Juniper Networks executives this week said the networking vendor is selling its Junos Pulse mobile security business to a private equity firm for $250 million, the latest move by the company in its larger restructuring plan that CEO Shaygan Kheradpir unveiled in February.
Speculation about Junos Pulse’s future with Juniper began in April, with reports that company officials were considering selling the unit. Kheradpir announced the business’ sale to Siris Capital during a July 22 conference call with analysts and journalists to discuss the company’s second-quarter financial numbers.
The CEO said Junos Pulse was a good business with solid technology, but that it no longer fit with Juniper’s streamlined strategy that focuses on cloud computing and what officials call “high-IQ networks.” Juniper launched Junos Pulse in 2010.
“We are making the pivot fully toward stated high growth strategy of cloud-builder and high-IQ networks, for which security is essential, and we are shifting our resources into security areas to commensurate with this strategy,” Kheradpir said. “Pulse is a good asset. The issue is that it’s not in line with our strategy, which is very much focused on cloud build or high-IQ and how those markets are shaping. And we want to really focus our security line around growth where the markets are going.”
According to Robyn Denholm, Juniper’s chief financial and operations officer, revenues for the Junos Pulse unit in the second quarter hit $15.9 million. The unit during the same period last year pulled in more than $19 million in revenue. The company expects the deal to close in the third quarter.
Juniper is under pressure from activist investor Elliott Management, which has been pushing the company to make changes and return more money to shareholders. Officials with Elliott, which owns more than 6.2 percent of the company, said in January that Juniper’s products were solid, but that it was underperforming financially. They said that Juniper executives needed to review the product portfolio, cut $200 million in expenses and refrain from making new acquisitions for a while.
Elliott has invested in several other tech vendors, including BMC Software, NetApp and Riverbed Technology, and most recently was reportedly expected to urge storage giant EMC to shed its VMware subsidiary, a move EMC Chairman and CEO Joe Tucci seems reluctant to do.

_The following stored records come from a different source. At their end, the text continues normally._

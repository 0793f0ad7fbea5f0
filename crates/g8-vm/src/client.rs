use async_trait::async_trait;
use g8_api::{
    AttachExternalNetworkRequest, CreateVirtualMachineRequest, G8Client, VirtualMachineSummary,
};

use crate::types::{Cloudspace, ExternalNetwork};
use crate::{ApiResult, CloudApi, VmSnapshot};

/// Delegates every operation to the portal REST client.
#[async_trait]
impl CloudApi for G8Client {
    async fn list_vms(&self, scope: &Cloudspace) -> ApiResult<Vec<VirtualMachineSummary>> {
        self.list_virtual_machines(&scope.customer_id, &scope.cloudspace_id)
            .await
    }

    async fn get_vm(&self, scope: &Cloudspace, vm_id: u64) -> ApiResult<VmSnapshot> {
        self.get_virtual_machine(&scope.customer_id, &scope.cloudspace_id, vm_id)
            .await
    }

    async fn create_vm(
        &self,
        scope: &Cloudspace,
        req: &CreateVirtualMachineRequest,
    ) -> ApiResult<u64> {
        let created = self
            .create_virtual_machine(&scope.customer_id, &scope.cloudspace_id, req)
            .await?;
        Ok(created.vm_id)
    }

    async fn delete_vm(&self, scope: &Cloudspace, vm_id: u64, permanently: bool) -> ApiResult<()> {
        self.delete_virtual_machine(&scope.customer_id, &scope.cloudspace_id, vm_id, permanently)
            .await
    }

    async fn attach_network(
        &self,
        scope: &Cloudspace,
        vm_id: u64,
        network: &ExternalNetwork,
    ) -> ApiResult<()> {
        let req = AttachExternalNetworkRequest {
            external_network_id: network.network,
            external_network_ip: network.ip.clone(),
            model: network.kind.clone(),
        };
        self.attach_external_network(&scope.customer_id, &scope.cloudspace_id, vm_id, &req)
            .await
    }

    async fn attach_disk(&self, scope: &Cloudspace, vm_id: u64, disk_id: u64) -> ApiResult<()> {
        G8Client::attach_disk(self, &scope.customer_id, &scope.cloudspace_id, vm_id, disk_id).await
    }

    async fn detach_disk(&self, scope: &Cloudspace, vm_id: u64, disk_id: u64) -> ApiResult<()> {
        G8Client::detach_disk(self, &scope.customer_id, &scope.cloudspace_id, vm_id, disk_id).await
    }
}
use serde::{Deserialize, Serialize};

// ── Virtual machine types ───────────────────────────────────────────

/// Entry of a cloudspace VM listing.
#[derive(Debug, Clone, Serialize, Deserialize)]
pub struct VirtualMachineSummary {
    pub vm_id: u64,
    pub name: String,
    #[serde(default)]
    pub status: String,
}

#[derive(Debug, Clone, Deserialize)]
pub struct ListVirtualMachinesResponse {
    #[serde(default)]
    pub result: Vec<VirtualMachineSummary>,
}

/// Full VM detail as reported by the portal.
///
/// The common sizing fields are typed; everything else the portal reports is
/// kept in `extra`.
#[derive(Debug, Clone, PartialEq, Serialize, Deserialize)]
pub struct VirtualMachine {
    pub vm_id: u64,
    pub name: String,
    pub status: String,
    #[serde(default)]
    pub description: Option<String>,
    #[serde(default)]
    pub vcpus: Option<u32>,
    #[serde(default)]
    pub memory: Option<u64>,
    #[serde(default)]
    pub image_id: Option<u64>,
    #[serde(flatten)]
    pub extra: serde_json::Map<String, serde_json::Value>,
}

#[derive(Debug, Clone, Copy, PartialEq, Eq, Default, Serialize, Deserialize)]
#[serde(rename_all = "lowercase")]
pub enum BootType {
    #[default]
    Bios,
    Uefi,
}

impl BootType {
    pub fn as_str(&self) -> &'static str {
        match self {
            Self::Bios => "bios",
            Self::Uefi => "uefi",
        }
    }
}

/// JSON body of a create call. Only cloud-init user data travels here.
#[derive(Debug, Clone, Default, PartialEq, Serialize)]
pub struct VirtualMachinePayload {
    #[serde(skip_serializing_if = "Option::is_none")]
    pub userdata: Option<serde_json::Value>,
}

/// Parameters of a create call.
///
/// Scalar fields go on the query string, `data_disks` as a repeated
/// parameter, and `payload` as the JSON body.
#[derive(Debug, Clone, PartialEq)]
pub struct CreateVirtualMachineRequest {
    pub name: String,
    pub description: String,
    pub image_id: u64,
    pub vcpus: u32,
    pub memory: u64,
    pub disk_size: u32,
    pub data_disks: Vec<u32>,
    pub boot_type: BootType,
    pub private_ip: Option<String>,
    pub enable_vm_agent: bool,
    pub payload: VirtualMachinePayload,
}

impl CreateVirtualMachineRequest {
    pub fn query(&self) -> Vec<(&'static str, String)> {
        let mut query = vec![
            ("name", self.name.clone()),
            ("description", self.description.clone()),
            ("image_id", self.image_id.to_string()),
            ("vcpus", self.vcpus.to_string()),
            ("memory", self.memory.to_string()),
            ("disk_size", self.disk_size.to_string()),
            ("boot_type", self.boot_type.as_str().to_string()),
            ("enable_vm_agent", self.enable_vm_agent.to_string()),
        ];
        if let Some(ip) = &self.private_ip {
            query.push(("private_ip", ip.clone()));
        }
        query.extend(self.data_disks.iter().map(|d| ("data_disks", d.to_string())));
        query
    }
}

#[derive(Debug, Clone, Deserialize)]
pub struct CreatedVirtualMachine {
    pub vm_id: u64,
}

// ── Attachment types ────────────────────────────────────────────────

#[derive(Debug, Clone, PartialEq, Serialize)]
pub struct AttachExternalNetworkRequest {
    pub external_network_id: u64,
    pub external_network_ip: String,
    pub model: String,
}
//! Typed Rust client for the G8 cloud portal API (GIG based clouds).
//!
//! Covers the subset needed for managing a single VM inside a cloudspace:
//! virtual machines (list, get, create, delete), external network
//! attachment and disk attach/detach.

mod types;

pub use reqwest::StatusCode;
pub use types::*;

const API_PREFIX: &str = "/api/1";

#[derive(Debug, thiserror::Error)]
pub enum Error {
    #[error("g8 api request failed: {0}")]
    Request(#[from] reqwest::Error),

    #[error("g8 api {endpoint} returned {status}: {body}")]
    Api {
        endpoint: &'static str,
        status: StatusCode,
        body: String,
    },
}

impl Error {
    /// HTTP status reported by the portal, if the request got that far.
    pub fn status(&self) -> Option<StatusCode> {
        match self {
            Self::Api { status, .. } => Some(*status),
            Self::Request(e) => e.status(),
        }
    }
}

pub type Result<T> = std::result::Result<T, Error>;

/// Client for the G8 portal REST API.
///
/// Authentication is a bearer JWT fixed at construction; one client is built
/// per invocation and passed around by reference.
#[derive(Clone)]
pub struct G8Client {
    api_url: String,
    jwt: String,
    http: reqwest::Client,
}

impl G8Client {
    pub fn new(api_url: impl Into<String>, jwt: impl Into<String>) -> Self {
        Self {
            api_url: api_url.into(),
            jwt: jwt.into(),
            http: reqwest::Client::new(),
        }
    }

    pub fn api_url(&self) -> &str {
        &self.api_url
    }

    fn url(&self, path: &str) -> String {
        format!("{}{API_PREFIX}{path}", self.api_url.trim_end_matches('/'))
    }

    fn vms_path(customer_id: &str, cloudspace_id: &str) -> String {
        format!("/customers/{customer_id}/cloudspaces/{cloudspace_id}/vms")
    }

    fn vm_path(customer_id: &str, cloudspace_id: &str, vm_id: u64) -> String {
        format!("{}/{vm_id}", Self::vms_path(customer_id, cloudspace_id))
    }

    fn auth(&self) -> String {
        format!("Bearer {}", self.jwt)
    }

    async fn check(resp: reqwest::Response, endpoint: &'static str) -> Result<reqwest::Response> {
        let status = resp.status();
        if !status.is_success() {
            let body = resp.text().await.unwrap_or_default();
            return Err(Error::Api { endpoint, status, body });
        }
        Ok(resp)
    }

    // ── Virtual machines ────────────────────────────────────────────

    pub async fn list_virtual_machines(
        &self,
        customer_id: &str,
        cloudspace_id: &str,
    ) -> Result<Vec<VirtualMachineSummary>> {
        let resp = self
            .http
            .get(self.url(&Self::vms_path(customer_id, cloudspace_id)))
            .header("Authorization", self.auth())
            .send()
            .await?;

        let list: ListVirtualMachinesResponse = Self::check(resp, "list virtual machines")
            .await?
            .json()
            .await?;
        Ok(list.result)
    }

    pub async fn get_virtual_machine(
        &self,
        customer_id: &str,
        cloudspace_id: &str,
        vm_id: u64,
    ) -> Result<VirtualMachine> {
        let resp = self
            .http
            .get(self.url(&Self::vm_path(customer_id, cloudspace_id, vm_id)))
            .header("Authorization", self.auth())
            .send()
            .await?;

        Self::check(resp, "get virtual machine")
            .await?
            .json()
            .await
            .map_err(Error::from)
    }

    pub async fn create_virtual_machine(
        &self,
        customer_id: &str,
        cloudspace_id: &str,
        req: &CreateVirtualMachineRequest,
    ) -> Result<CreatedVirtualMachine> {
        let resp = self
            .http
            .post(self.url(&Self::vms_path(customer_id, cloudspace_id)))
            .header("Authorization", self.auth())
            .query(&req.query())
            .json(&req.payload)
            .send()
            .await?;

        Self::check(resp, "create virtual machine")
            .await?
            .json()
            .await
            .map_err(Error::from)
    }

    pub async fn delete_virtual_machine(
        &self,
        customer_id: &str,
        cloudspace_id: &str,
        vm_id: u64,
        permanently: bool,
    ) -> Result<()> {
        let resp = self
            .http
            .delete(self.url(&Self::vm_path(customer_id, cloudspace_id, vm_id)))
            .header("Authorization", self.auth())
            .query(&[("permanently", permanently)])
            .send()
            .await?;

        Self::check(resp, "delete virtual machine").await?;
        Ok(())
    }

    // ── Attachments ─────────────────────────────────────────────────

    pub async fn attach_external_network(
        &self,
        customer_id: &str,
        cloudspace_id: &str,
        vm_id: u64,
        req: &AttachExternalNetworkRequest,
    ) -> Result<()> {
        let path = format!(
            "{}/external-networks",
            Self::vm_path(customer_id, cloudspace_id, vm_id)
        );
        let resp = self
            .http
            .post(self.url(&path))
            .header("Authorization", self.auth())
            .query(req)
            .send()
            .await?;

        Self::check(resp, "attach external network").await?;
        Ok(())
    }

    pub async fn attach_disk(
        &self,
        customer_id: &str,
        cloudspace_id: &str,
        vm_id: u64,
        disk_id: u64,
    ) -> Result<()> {
        let path = format!(
            "{}/disks/{disk_id}",
            Self::vm_path(customer_id, cloudspace_id, vm_id)
        );
        let resp = self
            .http
            .post(self.url(&path))
            .header("Authorization", self.auth())
            .send()
            .await?;

        Self::check(resp, "attach disk").await?;
        Ok(())
    }

    pub async fn detach_disk(
        &self,
        customer_id: &str,
        cloudspace_id: &str,
        vm_id: u64,
        disk_id: u64,
    ) -> Result<()> {
        let path = format!(
            "{}/disks/{disk_id}",
            Self::vm_path(customer_id, cloudspace_id, vm_id)
        );
        let resp = self
            .http
            .delete(self.url(&path))
            .header("Authorization", self.auth())
            .send()
            .await?;

        Self::check(resp, "detach disk").await?;
        Ok(())
    }
}
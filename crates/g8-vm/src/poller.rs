use std::time::Duration;

use tracing::debug;

use crate::types::Cloudspace;
use crate::{CloudApi, Error, Result, VmSnapshot};

/// Statuses in which the portal accepts attach/detach calls.
pub const STABLE_STATUSES: [&str; 2] = ["RUNNING", "HALTED"];

pub fn is_stable(status: &str) -> bool {
    STABLE_STATUSES.contains(&status)
}

/// How long to wait for a VM to settle.
#[derive(Debug, Clone, Copy, PartialEq, Eq)]
pub struct PollPolicy {
    pub max_attempts: u32,
    pub interval: Duration,
}

impl Default for PollPolicy {
    /// 12 fetches, 5 seconds apart: about a minute.
    fn default() -> Self {
        Self {
            max_attempts: 12,
            interval: Duration::from_secs(5),
        }
    }
}

/// Fetch the VM until its status is stable or the attempt budget runs out.
///
/// Returns the snapshot that reported the stable status. Fetch errors are
/// not retried.
pub async fn wait_stable(
    api: &dyn CloudApi,
    scope: &Cloudspace,
    vm_id: u64,
    policy: &PollPolicy,
) -> Result<VmSnapshot> {
    let mut last_status = String::new();

    for attempt in 1..=policy.max_attempts {
        let vm = api.get_vm(scope, vm_id).await?;
        if is_stable(&vm.status) {
            debug!(vm_id, attempt, status = %vm.status, "vm is stable");
            return Ok(vm);
        }

        debug!(vm_id, attempt, status = %vm.status, "waiting for vm to settle");
        last_status = vm.status;

        if attempt < policy.max_attempts {
            tokio::time::sleep(policy.interval).await;
        }
    }

    Err(Error::Timeout {
        vm_id,
        attempts: policy.max_attempts,
        last_status,
    })
}
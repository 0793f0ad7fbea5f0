use serde::Serialize;

use crate::error::CliError;

/// Printed on stdout when a pass fails.
#[derive(Debug, Serialize)]
pub struct FailureResponse {
    pub failed: bool,
    pub changed: bool,
    pub msg: String,
    #[serde(skip_serializing_if = "Option::is_none")]
    pub vm_id: Option<u64>,
}

impl FailureResponse {
    pub fn from_error(err: &CliError) -> Self {
        let msg = match err {
            CliError::Reconcile(g8_vm::Error::Config(reason)) => {
                format!("VM configuration is incorrect: Reason: {reason}")
            }
            other => other.to_string(),
        };
        Self {
            failed: true,
            changed: err.left_changes(),
            msg,
            vm_id: err.vm_id(),
        }
    }
}
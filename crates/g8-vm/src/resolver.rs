use g8_api::StatusCode;
use tracing::debug;

use crate::types::{Cloudspace, VmDesiredConfig};
use crate::{CloudApi, Error, Result, VmSnapshot};

/// Actual state of the VM a desired config refers to.
#[derive(Debug, Clone, PartialEq)]
pub enum Resolved {
    Found(VmSnapshot),
    NotFound,
}

/// Locate the VM by id, or by exact name when no id is given.
///
/// An id that does not exist is a configuration mistake, not a missing VM.
pub async fn resolve(api: &dyn CloudApi, desired: &VmDesiredConfig) -> Result<Resolved> {
    let scope = desired.scope();

    if let Some(vm_id) = desired.vm_id {
        return fetch_by_id(api, &scope, vm_id).await.map(Resolved::Found);
    }

    let Some(name) = desired.name.as_deref() else {
        debug!(cloudspace = %scope, "no vm_id or name given, nothing to look up");
        return Ok(Resolved::NotFound);
    };

    let vms = api.list_vms(&scope).await?;
    match vms.iter().find(|vm| vm.name == name) {
        Some(summary) => {
            debug!(
                cloudspace = %scope,
                vm_name = name,
                vm_id = summary.vm_id,
                "found vm by name"
            );
            fetch_by_id(api, &scope, summary.vm_id)
                .await
                .map(Resolved::Found)
        }
        None => {
            debug!(
                cloudspace = %scope,
                vm_name = name,
                listed = vms.len(),
                "no vm with that name"
            );
            Ok(Resolved::NotFound)
        }
    }
}

async fn fetch_by_id(api: &dyn CloudApi, scope: &Cloudspace, vm_id: u64) -> Result<VmSnapshot> {
    match api.get_vm(scope, vm_id).await {
        Ok(vm) => Ok(vm),
        Err(g8_api::Error::Api { status, .. }) if status == StatusCode::NOT_FOUND => Err(
            Error::Config(format!("VM with vm_id {vm_id} does not exist.")),
        ),
        Err(g8_api::Error::Api { status, body, .. }) if status == StatusCode::BAD_REQUEST => {
            Err(Error::Config(body))
        }
        Err(e) => Err(Error::Api(e)),
    }
}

In February, Kheradpir—who took over the reins at Juniper in January—unveiled the company’s new integrated operating plan, aimed a fueling growth and increasing shareholder return. The company in April announced it was cutting 6 percent of its workforce—about 560 jobs—exiting the application delivery controller business and consolidating facilities.
According to Denholm, the company in the second quarter consolidated its Sunnyvale, Calif., campus, cut several R&D projects and completed the job cuts, resulting in a 5 percent workforce reduction. The moves cost Juniper $72 million in restructuring charges in the quarter, bringing the total for the first half of the year to $194 million, Denholm said.